MEMORANDUM FINDINGS OF FACT AND OPINION

SHIELDS, Judge: Respondent determined deficiencies in petitioners' Federal income tax for the fiscal years 1977 and 1978 in the respective amounts of $777.76 and $6,045.54. The only issue for our decision is whether certain legal fees incurred by Anderson-Tully Company were ordinary and necessary business*334 expenses deductible under section 162 1 or capital expenditures under section 263.

FINDINGS OF FACT

Some of the facts have been stipulated. The stipulation of facts and exhibits attached thereto are incorporated herein by reference.

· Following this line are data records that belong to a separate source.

//! Trait-based renderer dispatch.

pub mod json;
pub mod markdown;

use crate::model::DocumentationModel;
use anyhow::{anyhow, Result};

/// Trait for rendering a DocumentationModel into a specific output format.
pub trait Renderer {
    fn render(&self, model: &DocumentationModel) -> Result<String>;
    fn file_extension(&self) -> &str;
}

/// Create a renderer for the given format name.
pub fn create_renderer(format: &str) -> Result<Box<dyn Renderer>> {
    match format {
        "markdown" | "md" => Ok(Box::new(markdown::MarkdownRenderer)),
        "json" => Ok(Box::new(json::JsonRenderer)),
        _ => Err(anyhow!("unknown format: {}. Use markdown or json", format)),
    }
}
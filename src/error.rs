//! Error and warning types.
//!
//! Only [`ConfigError`] is fatal. Everything that goes wrong inside a single
//! construct is a [`Warning`] attached to the extraction result.

use thiserror::Error;

/// Invalid docstring-marker configuration.
#[derive(Error, Debug, Clone, PartialEq, Eq)]
pub enum ConfigError {
    #[error("doc marker scheme needs exactly 4 variants (doc, doc-alt, pre-doc, pre-doc-alt), got {0}")]
    VariantCount(usize),

    #[error("invalid doc marker {0:?}: must be non-empty and contain no whitespace")]
    InvalidMarker(String),

    #[error("doc marker variants must be distinct, {0:?} is repeated")]
    DuplicateMarker(String),
}

/// Non-fatal problem found while extracting one file.
#[derive(Error, Debug, Clone, PartialEq, Eq)]
pub enum Warning {
    #[error("line {line}: skipping malformed {kind}: {reason}")]
    MalformedConstruct {
        kind: &'static str,
        line: usize,
        reason: String,
    },

    #[error("module {module}: ambiguous visibility: {detail}")]
    AmbiguousVisibility { module: String, detail: String },
}

impl Warning {
    pub fn malformed(kind: &'static str, line: usize, reason: impl Into<String>) -> Self {
        Warning::MalformedConstruct {
            kind,
            line,
            reason: reason.into(),
        }
    }

    pub fn ambiguous(module: &str, detail: impl Into<String>) -> Self {
        Warning::AmbiguousVisibility {
            module: module.to_string(),
            detail: detail.into(),
        }
    }
}
//! Format-agnostic data model for extracted Fortran documentation.

use serde::Serialize;
use std::collections::BTreeSet;

/// Fallback description for a tracked argument without a docstring.
pub const NO_DESCRIPTION: &str = "no description provided";

/// Complete documentation extracted from a single source file.
#[derive(Debug, Clone, Default, PartialEq, Eq, Serialize)]
pub struct DocumentationModel {
    pub modules: Vec<ModuleEntity>,
    pub submodules: Vec<SubmoduleEntity>,
    pub subroutines: Vec<ProcedureEntity>,
    pub functions: Vec<ProcedureEntity>,
    pub types: Vec<DerivedTypeEntity>,
}

impl DocumentationModel {
    pub fn is_empty(&self) -> bool {
        self.modules.is_empty()
            && self.submodules.is_empty()
            && self.subroutines.is_empty()
            && self.functions.is_empty()
            && self.types.is_empty()
    }
}

/// Accessibility of a module-level entity.
#[derive(Debug, Clone, Copy, Default, PartialEq, Eq, Serialize)]
#[serde(rename_all = "lowercase")]
pub enum Visibility {
    #[default]
    Public,
    Private,
}

impl Visibility {
    pub fn as_str(self) -> &'static str {
        match self {
            Visibility::Public => "public",
            Visibility::Private => "private",
        }
    }

    /// Parse an access-spec keyword (`public` / `private`, any case).
    pub fn from_keyword(word: &str) -> Option<Self> {
        if word.eq_ignore_ascii_case("public") {
            Some(Visibility::Public)
        } else if word.eq_ignore_ascii_case("private") {
            Some(Visibility::Private)
        } else {
            None
        }
    }
}

#[derive(Debug, Clone, PartialEq, Eq, Serialize)]
pub struct ModuleEntity {
    pub name: String,
    pub doc: Option<String>,
    pub default_visibility: Visibility,
    /// Lower-cased names from `public :: ...` statements
    pub public_names: BTreeSet<String>,
    /// Lower-cased names from `private :: ...` statements
    pub private_names: BTreeSet<String>,
}

#[derive(Debug, Clone, PartialEq, Eq, Serialize)]
pub struct SubmoduleEntity {
    pub name: String,
    /// Direct parent (module or submodule), resolved by the consumer
    pub parent: String,
    /// Ancestor module when the parent is itself a submodule (`ancestor:parent`)
    pub ancestor: Option<String>,
    pub doc: Option<String>,
}

/// Subroutine or function.
#[derive(Debug, Clone, PartialEq, Eq, Serialize)]
pub struct ProcedureEntity {
    pub name: String,
    pub doc: Option<String>,
    /// Tracked arguments in declaration order
    pub args: Vec<Argument>,
    pub attributes: BTreeSet<ProcAttribute>,
    pub visibility: Visibility,
    /// `None` for subroutines
    pub result: Option<ResultSpec>,
}

impl ProcedureEntity {
    pub fn arg(&self, name: &str) -> Option<&ArgumentInfo> {
        self.args
            .iter()
            .find(|a| a.name.eq_ignore_ascii_case(name))
            .map(|a| &a.info)
    }

    /// Name of the variable that carries the function's value.
    pub fn result_name(&self) -> Option<&str> {
        match self.result.as_ref()? {
            ResultSpec::SelfNamed => Some(&self.name),
            ResultSpec::Variable(name) => Some(name),
        }
    }
}

#[derive(Debug, Clone, Copy, PartialEq, Eq, PartialOrd, Ord, Hash, Serialize)]
#[serde(rename_all = "lowercase")]
pub enum ProcAttribute {
    Pure,
    Elemental,
    Recursive,
}

impl ProcAttribute {
    pub const ALL: [ProcAttribute; 3] = [
        ProcAttribute::Pure,
        ProcAttribute::Elemental,
        ProcAttribute::Recursive,
    ];

    pub fn as_str(self) -> &'static str {
        match self {
            ProcAttribute::Pure => "pure",
            ProcAttribute::Elemental => "elemental",
            ProcAttribute::Recursive => "recursive",
        }
    }
}

#[derive(Debug, Clone, PartialEq, Eq, Serialize)]
#[serde(rename_all = "snake_case", tag = "kind", content = "name")]
pub enum ResultSpec {
    /// The function name is both the callable name and the result.
    SelfNamed,
    /// `result(name)` clause.
    Variable(String),
}

#[derive(Debug, Clone, PartialEq, Eq, Serialize)]
pub struct Argument {
    pub name: String,
    #[serde(flatten)]
    pub info: ArgumentInfo,
}

#[derive(Debug, Clone, PartialEq, Eq, Serialize)]
pub struct ArgumentInfo {
    /// Docstring, or [`NO_DESCRIPTION`]
    pub description: String,
    /// e.g. "integer, intent(in)"
    pub attributes: String,
}

impl ArgumentInfo {
    pub fn is_documented(&self) -> bool {
        self.description != NO_DESCRIPTION
    }
}

#[derive(Debug, Clone, PartialEq, Eq, Serialize)]
pub struct DerivedTypeEntity {
    pub name: String,
    pub doc: Option<String>,
    pub members: Vec<MemberInfo>,
    pub procedures: Vec<ProcedureRef>,
    pub visibility: Visibility,
}

#[derive(Debug, Clone, PartialEq, Eq, Serialize)]
pub struct MemberInfo {
    pub name: String,
    pub attributes: String,
    pub doc: Option<String>,
}

/// Type-bound procedure binding.
#[derive(Debug, Clone, PartialEq, Eq, Serialize)]
pub struct ProcedureRef {
    pub name: String,
    pub attributes: String,
    /// Implementing procedure of a `name => target` binding
    pub target: Option<String>,
}
use predicates::prelude::*;
use std::process::Command;
use tempfile::TempDir;

fn cmd() -> assert_cmd::Command {
    let mut cmd = assert_cmd::Command::from(Command::new(env!("CARGO_BIN_EXE_fortdoc")));
    cmd.env_remove("RUST_LOG");
    cmd
}

fn fixture_path(name: &str) -> String {
    format!("{}/tests/fixtures/{}", env!("CARGO_MANIFEST_DIR"), name)
}

// -- stdin mode --

#[test]
fn stdin_mode_produces_markdown() {
    let input = std::fs::read_to_string(fixture_path("math_utils.f90")).unwrap();
    let expected = std::fs::read_to_string(fixture_path("math_utils.expected.md")).unwrap();

    let assert = cmd().write_stdin(input).assert().success();
    let output = String::from_utf8(assert.get_output().stdout.clone()).unwrap();
    assert_eq!(output, expected);
}

#[test]
fn stdin_text_mode_matches_tree_mode() {
    let input = std::fs::read_to_string(fixture_path("math_utils.f90")).unwrap();
    let expected = std::fs::read_to_string(fixture_path("math_utils.expected.md")).unwrap();

    let assert = cmd().arg("--text").write_stdin(input).assert().success();
    let output = String::from_utf8(assert.get_output().stdout.clone()).unwrap();
    assert_eq!(output, expected);
}

#[test]
fn stdin_json_format() {
    let input = std::fs::read_to_string(fixture_path("math_utils.f90")).unwrap();

    let assert = cmd()
        .args(["-f", "json"])
        .write_stdin(input)
        .assert()
        .success();
    let output = String::from_utf8(assert.get_output().stdout.clone()).unwrap();
    let value: serde_json::Value = serde_json::from_str(&output).unwrap();
    assert_eq!(value["modules"][0]["name"], "math_utils");
    assert_eq!(value["functions"][0]["attributes"][0], "elemental");
    assert_eq!(value["subroutines"][0]["args"][2]["name"], "c");
}

#[test]
fn stdin_warnings_go_to_stderr() {
    cmd()
        .write_stdin("module\nend module\n")
        .assert()
        .success()
        .stderr(predicate::str::contains(
            "line 1: skipping malformed module: missing name",
        ));
}

// -- file mode --

#[test]
fn file_mode_creates_output() {
    let dir = TempDir::new().unwrap();

    cmd()
        .args(["-o", dir.path().to_str().unwrap()])
        .arg(fixture_path("math_utils.f90"))
        .assert()
        .success();

    let output = std::fs::read_to_string(dir.path().join("math_utils.md")).unwrap();
    let expected = std::fs::read_to_string(fixture_path("math_utils.expected.md")).unwrap();
    assert_eq!(output, expected);
}

#[test]
fn file_mode_multiple_files() {
    let dir = TempDir::new().unwrap();

    cmd()
        .args(["-o", dir.path().to_str().unwrap()])
        .arg(fixture_path("math_utils.f90"))
        .arg(fixture_path("geometry.f90"))
        .assert()
        .success();

    assert!(dir.path().join("math_utils.md").exists());
    let geometry = std::fs::read_to_string(dir.path().join("geometry.md")).unwrap();
    assert!(geometry.contains("## Submodules\n\n### geometry_impl\n\n> submodule of `geometry`"));
    assert!(geometry.contains("#### Type-bound procedures"));
    assert!(geometry.contains("* **area** (procedure, pass(self)) → `circle_area`"));
}

#[test]
fn file_mode_directory_input() {
    let dir = TempDir::new().unwrap();

    cmd()
        .args(["-o", dir.path().to_str().unwrap()])
        .arg(format!("{}/tests/fixtures", env!("CARGO_MANIFEST_DIR")))
        .assert()
        .success();

    assert!(dir.path().join("math_utils.md").exists());
    assert!(dir.path().join("geometry.md").exists());
    // golden files are not Fortran sources
    assert!(!dir.path().join("math_utils.expected.md").exists());
}

#[test]
fn file_mode_skips_empty_models() {
    let src = TempDir::new().unwrap();
    let out = TempDir::new().unwrap();
    let prog = src.path().join("main.f90");
    std::fs::write(&prog, "program main\n  print *, 'hi'\nend program main\n").unwrap();

    cmd()
        .args(["-o", out.path().to_str().unwrap()])
        .arg(prog.to_str().unwrap())
        .assert()
        .success();

    assert!(!out.path().join("main.md").exists());
}

#[test]
fn file_mode_requires_output() {
    cmd()
        .arg(fixture_path("math_utils.f90"))
        .assert()
        .failure()
        .stderr(predicate::str::contains("--output is required"));
}

#[test]
fn file_mode_json_format() {
    let dir = TempDir::new().unwrap();

    cmd()
        .args(["-o", dir.path().to_str().unwrap(), "-f", "json"])
        .arg(fixture_path("geometry.f90"))
        .assert()
        .success();

    let output = std::fs::read_to_string(dir.path().join("geometry.json")).unwrap();
    let value: serde_json::Value = serde_json::from_str(&output).unwrap();
    assert_eq!(value["types"][0]["name"], "circle");
    assert_eq!(value["types"][1]["visibility"], "private");
    assert_eq!(value["submodules"][0]["parent"], "geometry");
}

#[test]
fn doc_marks_enable_leading_docs() {
    let input = std::fs::read_to_string(fixture_path("geometry.f90")).unwrap();

    cmd()
        .args(["--doc-marks", "!,*,>,|"])
        .write_stdin(input)
        .assert()
        .success()
        .stdout(predicate::str::contains("### area\n\n> `pure`\n\nArea of a circle"));
}

#[test]
fn invalid_doc_marks_fail() {
    cmd()
        .args(["--doc-marks", "!,*,>"])
        .write_stdin("")
        .assert()
        .failure()
        .stderr(predicate::str::contains("exactly 4 variants"));
}

#[test]
fn invalid_format_fails() {
    cmd()
        .args(["-f", "html"])
        .write_stdin("")
        .assert()
        .failure()
        .stderr(predicate::str::contains("unknown format"));
}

Anderson-Tully Company (hereinafter sometimes referred to as petitioner) had its principal office in Memphis, Tennessee, at the time the petition in this case was filed. It filed consolidated corporate income tax returns using the accrual basis of accounting with its subsidiary, Patton-Tully Transportation Company, for fiscal years ending July 31, 1977 and July 31, 1978. The consolidated returns were filed with the Internal Revenue Service Center at Memphis, Tennessee.

Anderson-Tully was incorporated in 1889 and over the years has engaged in the hardwood lumber business. At first it produced only boxes and baskets for fruits and vegetables from lumber purchased from others. Subsequently, cases and crates for eggs and beverages were added to its production. For several years prior to the trial, it primarily*335 produced parts for the furniture industry and laminated flooring for the trucking industry. Since about 1900 all of its production has been from timber grown on its own land. In fact, as part of its overall operation, the company maintains several sawmills which annually harvest millions of board feet of hardwood lumber from the several hundred thousand acres of timberland which the company owns.

In order to have a constant supply of high-quality timber, Anderson-Tully has developed and followed for many years a program designed to conserve the productivity of its timberland. The program is based in part on selective cutting and the natural regeneration of the timber. As a result, petitioner's harvest cycle ranges on the average from 10 to 15 years but on occasion at a particular tract or site it may span 30 to 60 years.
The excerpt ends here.